Künstliche Intelligenz – Intelligente Kunst? Mensch-Maschine-Interaktion und kreative Praxis

Transdisziplinäre Konferenz | 07.–09. Oktober 2022 | TU Braunschweig und online

An der TU Braunschweig findet eine Tagung zur Künstlichen Intelligenz in Literatur, Kunst und Musik statt. Mit meinem Beitrag zur Rauheit der Stimme nehme ich dort eine mögliche Fehlerästhetik der musikalischer KI in den Blick.

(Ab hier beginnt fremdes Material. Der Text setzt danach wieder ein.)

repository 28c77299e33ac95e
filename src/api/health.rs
use actix_web::{HttpResponse, Responder, get};

#[get("/health/")]
pub async fn health_check() -> impl Responder {
    HttpResponse::Ok().body("API is up and running 🦀")
}
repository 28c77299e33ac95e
use actix_web::{HttpResponse, Responder, get, web};

use super::models::{AppState, StatsResponse};
use crate::blockchain::{Block, STATS_WINDOW};

fn interval(newer: &Block, older: &Block) -> u64 {
    newer.header.timestamp.saturating_sub(older.header.timestamp)
}

#[get("/stats/")]
pub async fn get_stats(state: web::Data<AppState>) -> impl Responder {
    let (height, difficulty, tail_hash, last_interval, avg_interval) = {
        let bc = state.blockchain.lock().expect("mutex poisoned");
        let blocks = bc.blocks();
        let height = blocks.len();

        let last_interval_secs = match blocks {
            [.., older, newer] => Some(interval(newer, older)),
            _ => None,
        };

        // average over the most recent window; the genesis interval is skipped
        let avg_secs = if height > STATS_WINDOW + 1 {
            let recent = &blocks[height - (STATS_WINDOW + 1)..];
            let total: u64 = recent.windows(2).map(|w| interval(&w[1], &w[0])).sum();
            Some(total as f64 / STATS_WINDOW as f64)
        } else {
            None
        };

        (
            height,
            bc.difficulty(),
            bc.last_block().hash,
            last_interval_secs,
            avg_secs,
        )
    };

    let open_templates = {
        let map = state.mining_templates.lock().expect("mutex poisoned");
        map.len()
    };

    HttpResponse::Ok().json(StatsResponse {
        height,
        difficulty,
        tail_hash,
        stats_window: STATS_WINDOW,
        last_interval_secs: last_interval,
        avg_interval_secs: avg_interval,
        open_templates,
    })
}
use actix_web::{HttpResponse, Responder, post, web};
use log::{debug, info, warn};

use super::models::{AppState, ErrorResponse, SignTxRequest, SignTxResponse, SignedTransaction};
use crate::transaction::{Transaction, TransactionError};
use crate::wallet::{CryptoContext, public_key_from_hex};

/// Most user transactions accepted into one block.
pub const MAX_BLOCK_TXS: usize = 64;

/// DEV helper: sign a transfer from the address owned by `secret_key`.
/// The secret only lives for the duration of the request.
#[post("/tx/sign/")]
pub async fn sign_transaction(
    state: web::Data<AppState>,
    body: web::Json<SignTxRequest>,
) -> impl Responder {
    let keys = match state.crypto.keypair_from_secret_hex(&body.secret_key) {
        Ok(k) => k,
        Err(e) => {
            warn!("POST /tx/sign/ - rejected: {e}");
            return HttpResponse::BadRequest().json(ErrorResponse::from(e));
        }
    };

    let signed = Transaction::new(&keys.address(), body.to.trim(), body.amount)
        .and_then(|mut tx| tx.sign(&state.crypto, &keys).map(|()| tx));
    match signed {
        Ok(transaction) => {
            debug!(
                "POST /tx/sign/ - {} -> {} amount={}",
                transaction.from, transaction.to, transaction.amount
            );
            HttpResponse::Ok().json(SignTxResponse {
                transaction,
                public_key: hex::encode(keys.to_pub()),
            })
        }
        Err(e @ TransactionError::Wallet(_)) => {
            HttpResponse::ServiceUnavailable().json(ErrorResponse::from(e))
        }
        Err(e) => HttpResponse::BadRequest().json(ErrorResponse::from(e)),
    }
}

/// Check every submitted transaction against the key that claims it.
/// The first failure is reported with its position in the request.
pub(super) fn authenticate_all(
    ctx: &CryptoContext,
    signed: Vec<SignedTransaction>,
) -> Result<Vec<Transaction>, String> {
    if signed.len() > MAX_BLOCK_TXS {
        return Err(format!(
            "too many transactions: {} (max {MAX_BLOCK_TXS})",
            signed.len()
        ));
    }
    let mut accepted = Vec::with_capacity(signed.len());
    for (i, SignedTransaction { transaction, public_key }) in signed.into_iter().enumerate() {
        let checked = public_key_from_hex(&public_key)
            .map_err(TransactionError::from)
            .and_then(|pk| transaction.authenticate(ctx, &pk));
        if let Err(e) = checked {
            warn!("TX - rejected transaction #{i}: {e}");
            return Err(format!("transaction #{i}: {e}"));
        }
        accepted.push(transaction);
    }
    if !accepted.is_empty() {
        info!("TX - {} signed transaction(s) accepted for mining", accepted.len());
    }
    Ok(accepted)
}
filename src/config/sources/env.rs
//! Environment source: `API_BASE` overrides the configured base URL.

use config::builder::DefaultState;
use config::ConfigBuilder;
use config::ConfigError;

/// Environment variable overriding `api.api_base`.
pub const API_BASE_ENV: &str = "API_BASE";

/// Apply environment overrides. Unset or empty variables are ignored.
pub fn add_to_builder(
    builder: ConfigBuilder<DefaultState>,
) -> Result<ConfigBuilder<DefaultState>, ConfigError> {
    let api_base = std::env::var(API_BASE_ENV).ok().filter(|v| !v.is_empty());
    builder.set_override_option("api.api_base", api_base)
}
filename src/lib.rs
//! Plans Client: HTTP client for the workout plans API
//!
//! A thin async client over the plans backend (`/plans`, `/plans/{id}`,
//! `/plans/generate`, plus the workout, week, log, and health routes), with
//! layered configuration, structured logging, and a `plans` CLI on top.

pub mod cli;
pub mod client;
pub mod config;
pub mod error;
pub mod logging;
pub mod types;

pub use client::{PlansApi, PlansClient};
pub use config::{ApiConfig, PlansConfig};
pub use error::ApiError;
pub use types::{PlanId, Payload};
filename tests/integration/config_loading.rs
//! Layered configuration: defaults, global file, workspace files, environment.

use super::test_utils::with_isolated_env;
use plans_client::config::{ConfigLoader, DEFAULT_API_BASE};
use plans_client::{PlansApi, PlansClient};
use std::fs;
use std::path::Path;
use tempfile::TempDir;

fn write_global(test_dir: &TempDir, contents: &str) {
    let dir = test_dir.path().join("config").join("plans");
    fs::create_dir_all(&dir).unwrap();
    fs::write(dir.join("config.toml"), contents).unwrap();
}

fn write_workspace(workspace: &Path, name: &str, contents: &str) {
    let dir = workspace.join("config");
    fs::create_dir_all(&dir).unwrap();
    fs::write(dir.join(name), contents).unwrap();
}

#[test]
fn test_defaults_without_any_source() {
    let test_dir = TempDir::new().unwrap();
    let workspace = test_dir.path().join("ws");
    fs::create_dir_all(&workspace).unwrap();

    with_isolated_env(&test_dir, || {
        let config = ConfigLoader::load(&workspace).unwrap();
        assert_eq!(config.api.api_base, DEFAULT_API_BASE);
        assert_eq!(config.logging.output, "stderr");
    });
}

#[test]
fn test_global_config_path_uses_xdg_config_home() {
    let test_dir = TempDir::new().unwrap();
    with_isolated_env(&test_dir, || {
        let path = ConfigLoader::global_config_path().unwrap();
        assert_eq!(
            path,
            test_dir.path().join("config").join("plans").join("config.toml")
        );
    });
}

#[test]
fn test_global_config_is_applied() {
    let test_dir = TempDir::new().unwrap();
    let workspace = test_dir.path().join("ws");
    fs::create_dir_all(&workspace).unwrap();
    write_global(
        &test_dir,
        r#"
[api]
api_base = "http://global.example:9000"

[logging]
level = "warn"
"#,
    );

    with_isolated_env(&test_dir, || {
        let config = ConfigLoader::load(&workspace).unwrap();
        assert_eq!(config.api.api_base, "http://global.example:9000");
        assert_eq!(config.logging.level, "warn");
    });
}

#[test]
fn test_workspace_config_overrides_global_config() {
    let test_dir = TempDir::new().unwrap();
    let workspace = test_dir.path().join("ws");
    write_global(
        &test_dir,
        r#"
[api]
api_base = "http://global.example:9000"

[logging]
level = "warn"
"#,
    );
    write_workspace(
        &workspace,
        "config.toml",
        r#"
[api]
api_base = "http://workspace.example:9001"
"#,
    );

    with_isolated_env(&test_dir, || {
        let config = ConfigLoader::load(&workspace).unwrap();
        assert_eq!(config.api.api_base, "http://workspace.example:9001");
        // Keys the workspace file does not set still come from the global file.
        assert_eq!(config.logging.level, "warn");
    });
}

#[test]
fn test_env_specific_workspace_file() {
    let test_dir = TempDir::new().unwrap();
    let workspace = test_dir.path().join("ws");
    write_workspace(
        &workspace,
        "config.toml",
        "[api]\napi_base = \"http://base.example\"\n",
    );
    write_workspace(
        &workspace,
        "staging.toml",
        "[api]\napi_base = \"http://staging.example\"\n",
    );
    write_workspace(
        &workspace,
        "development.toml",
        "[api]\napi_base = \"http://dev.example\"\n",
    );

    with_isolated_env(&test_dir, || {
        let config = ConfigLoader::load(&workspace).unwrap();
        assert_eq!(config.api.api_base, "http://dev.example");

        std::env::set_var("PLANS_ENV", "staging");
        let config = ConfigLoader::load(&workspace).unwrap();
        assert_eq!(config.api.api_base, "http://staging.example");
    });
}

#[test]
fn test_api_base_env_overrides_files() {
    let test_dir = TempDir::new().unwrap();
    let workspace = test_dir.path().join("ws");
    write_workspace(
        &workspace,
        "config.toml",
        "[api]\napi_base = \"http://workspace.example\"\n",
    );

    with_isolated_env(&test_dir, || {
        std::env::set_var("API_BASE", "http://localhost:8002");
        let config = ConfigLoader::load(&workspace).unwrap();
        assert_eq!(config.api.api_base, "http://localhost:8002");

        // Empty values are treated as unset.
        std::env::set_var("API_BASE", "");
        let config = ConfigLoader::load(&workspace).unwrap();
        assert_eq!(config.api.api_base, "http://workspace.example");
    });
}

#[test]
fn test_load_from_file_skips_other_files() {
    let test_dir = TempDir::new().unwrap();
    let workspace = test_dir.path().join("ws");
    write_workspace(
        &workspace,
        "config.toml",
        "[api]\napi_base = \"http://workspace.example\"\n",
    );
    let explicit = test_dir.path().join("explicit.toml");
    fs::write(&explicit, "[logging]\nformat = \"json\"\n").unwrap();

    with_isolated_env(&test_dir, || {
        let config = ConfigLoader::load_from_file(&explicit).unwrap();
        assert_eq!(config.api.api_base, DEFAULT_API_BASE);
        assert_eq!(config.logging.format, "json");
    });
}

#[test]
fn test_load_from_missing_file_fails() {
    let test_dir = TempDir::new().unwrap();
    with_isolated_env(&test_dir, || {
        let err = ConfigLoader::load_from_file(&test_dir.path().join("missing.toml")).unwrap_err();
        assert!(err.to_string().contains("Config file not found"));
    });
}

#[test]
fn test_loaded_config_drives_client_base_url() {
    let test_dir = TempDir::new().unwrap();
    let workspace = test_dir.path().join("ws");
    write_workspace(
        &workspace,
        "config.toml",
        "[api]\napi_base = \"http://10.1.2.3:8080/\"\n",
    );

    with_isolated_env(&test_dir, || {
        let config = ConfigLoader::load(&workspace).unwrap();
        let client = PlansClient::new(&config.api).unwrap();
        assert_eq!(client.base_url(), "http://10.1.2.3:8080");
    });
}

#[test]
fn test_empty_configured_base_falls_back_to_loopback() {
    let test_dir = TempDir::new().unwrap();
    let workspace = test_dir.path().join("ws");
    write_workspace(&workspace, "config.toml", "[api]\napi_base = \"\"\n");

    with_isolated_env(&test_dir, || {
        let config = ConfigLoader::load(&workspace).unwrap();
        assert!(config.validate().is_ok());
        let client = PlansClient::new(&config.api).unwrap();
        assert_eq!(client.base_url(), "http://127.0.0.1:8000");
    });
}
//! CLI output: error mapping from client errors to a stable CLI surface.

use crate::error::ApiError;

/// Map client errors to a single line for CLI output.
/// Non-success responses show the backend's `detail` message when it sent one.
pub fn map_error(e: &ApiError) -> String {
    match e {
        ApiError::Status {
            method,
            url,
            status,
            ..
        } => match e.detail() {
            Some(detail) => format!("{} {} returned status {}: {}", method, url, status, detail),
            None => e.to_string(),
        },
        _ => e.to_string(),
    }
}
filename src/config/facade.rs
//! Config loader facade: builds the layered configuration and deserializes it.

use super::merge::merge_policy::builder_with_defaults;
use super::sources::{env, global_file, workspace_file};
use super::PlansConfig;
use crate::error::ApiError;
use config::File;
use std::path::{Path, PathBuf};
use tracing::debug;

/// Loads [`PlansConfig`] from defaults, files, and environment.
pub struct ConfigLoader;

impl ConfigLoader {
    /// Load configuration for a workspace.
    ///
    /// Precedence (lowest to highest): defaults, global file, workspace
    /// `config/config.toml`, workspace `config/{PLANS_ENV}.toml`, `API_BASE`.
    pub fn load(workspace_root: &Path) -> Result<PlansConfig, ApiError> {
        let builder = builder_with_defaults()?;
        let builder = global_file::add_to_builder(builder)?;
        let builder = workspace_file::add_to_builder(builder, workspace_root)?;
        let builder = env::add_to_builder(builder)?;

        let config: PlansConfig = builder.build()?.try_deserialize()?;
        debug!(api_base = %config.api.api_base, "Configuration loaded");
        Ok(config)
    }

    /// Load configuration from a single explicit file. The file must exist;
    /// global and workspace files are skipped, environment overrides still apply.
    pub fn load_from_file(path: &Path) -> Result<PlansConfig, ApiError> {
        if !path.exists() {
            return Err(ApiError::ConfigError(format!(
                "Config file not found: {}",
                path.display()
            )));
        }

        let builder = builder_with_defaults()?.add_source(File::from(path).required(true));
        let builder = env::add_to_builder(builder)?;

        let config: PlansConfig = builder.build()?.try_deserialize()?;
        debug!(
            config_path = %path.display(),
            api_base = %config.api.api_base,
            "Configuration loaded from file"
        );
        Ok(config)
    }

    /// Path of the global config file, if a home directory is known.
    pub fn global_config_path() -> Option<PathBuf> {
        global_file::global_config_path()
    }
}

Artificial Intelligence – Intelligent Art? Human-Machine Interaction and Creative Practice

Algorithmische Datenverarbeitung durchdringt nicht nur zunehmend den Alltag, sie wirkt auch in den Sphären kultureller Produktion wie Kunst, Literatur und Musik. Damit einher gehen u. a. Transformationen von Vorstellungen von Kreativität sowie nicht-anthropozentrische Perspektiven auf künstlerische Praktiken. Die Auseinandersetzung mit den ästhetischen, kulturellen und sozialen Implikationen dieser Entwicklung ist ein fortwährender Prozess, zu dem diese zweisprachige (Deutsch und Englisch) und transdisziplinäre Abschlusskonferenz im Rahmen des Projekts Von der Avantgarde zum Algorithmus: Automatisierte Kreativität in Literatur und Musik einen Beitrag leistet möchte.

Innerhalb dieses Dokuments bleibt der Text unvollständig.